I gradually grew comfortable enough to chat with everyone after the meetings, but my first Christmas party with them, at one member’s home, proved to be a little too much. In the middle of our Secret Santa gift exchange, I retreated to an empty, dark bedroom to spend some time alone. I needed to recover from what was for me intensive socialization. It was either Kim or Dawn who followed me to ask what was wrong, and I, in my innocence, was completely honest with her when I replied. I explained I needed a break from the social activity because it was starting to stress me out, and I was getting edgy enough to start snapping at people for no reason, and I didn’t want to do that, so I needed some time to recover. She nodded and told me to take all the time I needed, that she’d tell everyone else what was going on and that I wasn’t upset or hurt or anything, then left.

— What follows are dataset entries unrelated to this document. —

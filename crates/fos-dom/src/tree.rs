//! DOM Tree (arena-based allocation)

use crate::{DomError, DomResult, Node, NodeData, NodeId};

/// Arena-based DOM tree
///
/// Nodes are never freed; detached nodes simply have no parent.
#[derive(Debug)]
pub struct DomTree {
    nodes: Vec<Node>,
}

impl DomTree {
    /// Create a tree holding only the document node
    pub fn new() -> Self {
        Self { nodes: vec![Node::document()] }
    }

    /// Root (document) node
    #[inline]
    pub fn root(&self) -> NodeId {
        NodeId::ROOT
    }

    /// Get a node by ID
    pub fn get(&self, id: NodeId) -> Option<&Node> {
        self.nodes.get(id.index())
    }

    /// Get a mutable node by ID
    pub fn get_mut(&mut self, id: NodeId) -> Option<&mut Node> {
        self.nodes.get_mut(id.index())
    }

    /// Get a node or fail with `NotFound`
    pub fn node(&self, id: NodeId) -> DomResult<&Node> {
        self.get(id).ok_or(DomError::NotFound(id))
    }

    /// Get a mutable node or fail with `NotFound`
    pub fn node_mut(&mut self, id: NodeId) -> DomResult<&mut Node> {
        self.get_mut(id).ok_or(DomError::NotFound(id))
    }

    /// Number of nodes in the tree (detached ones included)
    pub fn len(&self) -> usize {
        self.nodes.len()
    }

    /// Check if tree is empty
    pub fn is_empty(&self) -> bool {
        self.nodes.is_empty()
    }

    /// Push a node into the arena, returning its ID
    pub fn push(&mut self, node: Node) -> NodeId {
        let id = NodeId(self.nodes.len() as u32);
        self.nodes.push(node);
        id
    }

    /// Create a detached element
    pub fn create_element(&mut self, namespace: &str, local_name: &str) -> NodeId {
        self.push(Node::element(namespace, local_name))
    }

    /// Create a detached text node
    pub fn create_text(&mut self, content: &str) -> NodeId {
        self.push(Node::text(content.to_string()))
    }

    /// Create a detached comment node
    pub fn create_comment(&mut self, content: &str) -> NodeId {
        self.push(Node::comment(content.to_string()))
    }

    /// Iterate over direct children
    pub fn children(&self, parent: NodeId) -> Children<'_> {
        let next = self.get(parent).map_or(NodeId::NONE, |n| n.first_child);
        Children { tree: self, next }
    }

    /// Check whether `ancestor` is `node` or one of its ancestors
    pub fn is_inclusive_ancestor(&self, ancestor: NodeId, node: NodeId) -> bool {
        let mut current = node;
        while current.is_valid() {
            if current == ancestor {
                return true;
            }
            current = self.get(current).map_or(NodeId::NONE, |n| n.parent);
        }
        false
    }

    /// Append `child` as the last child of `parent`, moving it if attached elsewhere
    pub fn append_child(&mut self, parent: NodeId, child: NodeId) -> DomResult<NodeId> {
        if !matches!(self.node(parent)?.data, NodeData::Element(_) | NodeData::Document) {
            return Err(DomError::HierarchyRequest { parent, child });
        }
        if self.node(child)?.node_type() == crate::NodeType::Document {
            return Err(DomError::InvalidNodeType(child));
        }
        if self.is_inclusive_ancestor(child, parent) {
            return Err(DomError::HierarchyRequest { parent, child });
        }

        self.detach(child)?;

        let last = self.node(parent)?.last_child;
        {
            let node = self.node_mut(child)?;
            node.parent = parent;
            node.prev_sibling = last;
            node.next_sibling = NodeId::NONE;
        }
        if last.is_valid() {
            self.node_mut(last)?.next_sibling = child;
        } else {
            self.node_mut(parent)?.first_child = child;
        }
        self.node_mut(parent)?.last_child = child;
        Ok(child)
    }

    /// Remove `child` from `parent`
    pub fn remove_child(&mut self, parent: NodeId, child: NodeId) -> DomResult<NodeId> {
        if self.node(child)?.parent != parent {
            return Err(DomError::NotAChild { parent, child });
        }
        self.detach(child)?;
        Ok(child)
    }

    /// Unlink a node from its parent and siblings (no-op when detached)
    pub fn detach(&mut self, id: NodeId) -> DomResult<()> {
        let (parent, prev, next) = {
            let node = self.node(id)?;
            (node.parent, node.prev_sibling, node.next_sibling)
        };
        if !parent.is_valid() {
            return Ok(());
        }

        if prev.is_valid() {
            self.node_mut(prev)?.next_sibling = next;
        } else {
            self.node_mut(parent)?.first_child = next;
        }
        if next.is_valid() {
            self.node_mut(next)?.prev_sibling = prev;
        } else {
            self.node_mut(parent)?.last_child = prev;
        }

        let node = self.node_mut(id)?;
        node.parent = NodeId::NONE;
        node.prev_sibling = NodeId::NONE;
        node.next_sibling = NodeId::NONE;
        Ok(())
    }

    /// Detach every child of `parent`
    pub fn remove_all_children(&mut self, parent: NodeId) -> DomResult<()> {
        let children: Vec<NodeId> = self.children(parent).map(|(id, _)| id).collect();
        for child in children {
            self.detach(child)?;
        }
        Ok(())
    }

    /// All descendants of `root` in tree order (root excluded)
    pub fn descendants(&self, root: NodeId) -> Vec<NodeId> {
        let mut out = Vec::new();
        let mut stack: Vec<NodeId> = self.children(root).map(|(id, _)| id).collect();
        stack.reverse();
        while let Some(id) = stack.pop() {
            out.push(id);
            let mut kids: Vec<NodeId> = self.children(id).map(|(id, _)| id).collect();
            kids.reverse();
            stack.extend(kids);
        }
        out
    }

    /// Concatenated text of all descendant text nodes
    pub fn text_content(&self, id: NodeId) -> String {
        if let Some(text) = self.get(id).and_then(Node::as_text) {
            return text.to_string();
        }
        self.descendants(id)
            .into_iter()
            .filter_map(|d| self.get(d).and_then(Node::as_text))
            .collect()
    }
}

impl Default for DomTree {
    fn default() -> Self {
        Self::new()
    }
}

/// Iterator over the children of a node
pub struct Children<'a> {
    tree: &'a DomTree,
    next: NodeId,
}

impl<'a> Iterator for Children<'a> {
    type Item = (NodeId, &'a Node);

    fn next(&mut self) -> Option<Self::Item> {
        if !self.next.is_valid() {
            return None;
        }
        let id = self.next;
        let node = self.tree.get(id)?;
        self.next = node.next_sibling;
        Some((id, node))
    }
}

I didn’t know it then—I wasn’t as self-aware and mindful as I am now—but I taught myself a valuable lesson. I learned that day it was important for me to be honest about my mental health with my friends. I didn’t realize it, but by telling Kim/Dawn why I’d retreated into isolation as I had, I’d given my friends a precious opportunity to be supportive and caring.

I realize now how big a thing that is. Up to that point, I’d fiercely guarded my mental health status, even after my inpatient visit to a local hospital’s mental ward. I didn’t tell anyone except my therapist and psych doc about my mental status. I didn’t realize, even when I told Kim/Dawn how I was doing mentally during that Christmas party, how imperative it was to be honest about my mental health.

That’s something I’ve learned over time, this honesty about my mental health. As friendships fluctuate, grow more distant and close again as they are wont to do with me, I’ve learned the value of being completely honest with my friends how I feel at any given time. If I’m upset or depressed, I tell them with complete honesty and as tactfully as I am able. This may be over the phone, or in an email, and is frequently done with them in person. I need to keep giving my friends the opportunity to understand me, particularly when I feel upset with, or angry at, or jealous of them for some reason. I’ve found that when I give my friends the opportunity to address my mental illness and its effects on me, my friendship with them strengthens.

This, I believe, is why I’m now able to pick up a friendship previously dropped or “forgotten” over the course of time when things get busy for myself or one of my friends. Not only am I honest with them about myself, but my honesty allows them to feel comfortable being honest with me, and confident I won’t get upset with them for life getting in between us. That’s what I mean about strengthening the friendship. It doesn’t matter how many months or even years fall between us from one conversation to another; what does matter is that we’re able to pick up where we left off because we both are honest with each other about what got in the way.

But I have to give my friends the opportunity to be honest, and compassionate, and caring. If I don’t do that, they won’t know I’ll welcome them back no matter what’s separated us.

In the Mail

My square dance club is a member of a regional Utah square dance club organization, and I have met very many nice people through this connection. One such person is Angela Mast, who sent me a little something about cancer.

What Cancer Cannot Do

Cancer is so limited . . .
It cannot cripple Love
It cannot shatter Hope
It cannot corrode Faith
It cannot destroy Peace
It cannot kill Friendship
It cannot suppress Memories
It cannot silence Courage
It cannot invade the Soul
It cannot steal Eternal Life
It cannot conquer the Sprit

Author Unknown

She sent this with a very encouraging card. The little card is heart-shaped, with a floral design around the edges and the phrase, “A grateful heart knows many joys” in the center. Within, she’s written, “Dear ———: Thinking of you with prayers and love. Make the Journey of your illness with Faith and Determination! Please keep in touch. Love, Angela.”

It gives me comfort to know I am supported in this journey. Now I’m going to call her and tell her I received her card and appreciate the little poem/statement she sent with it.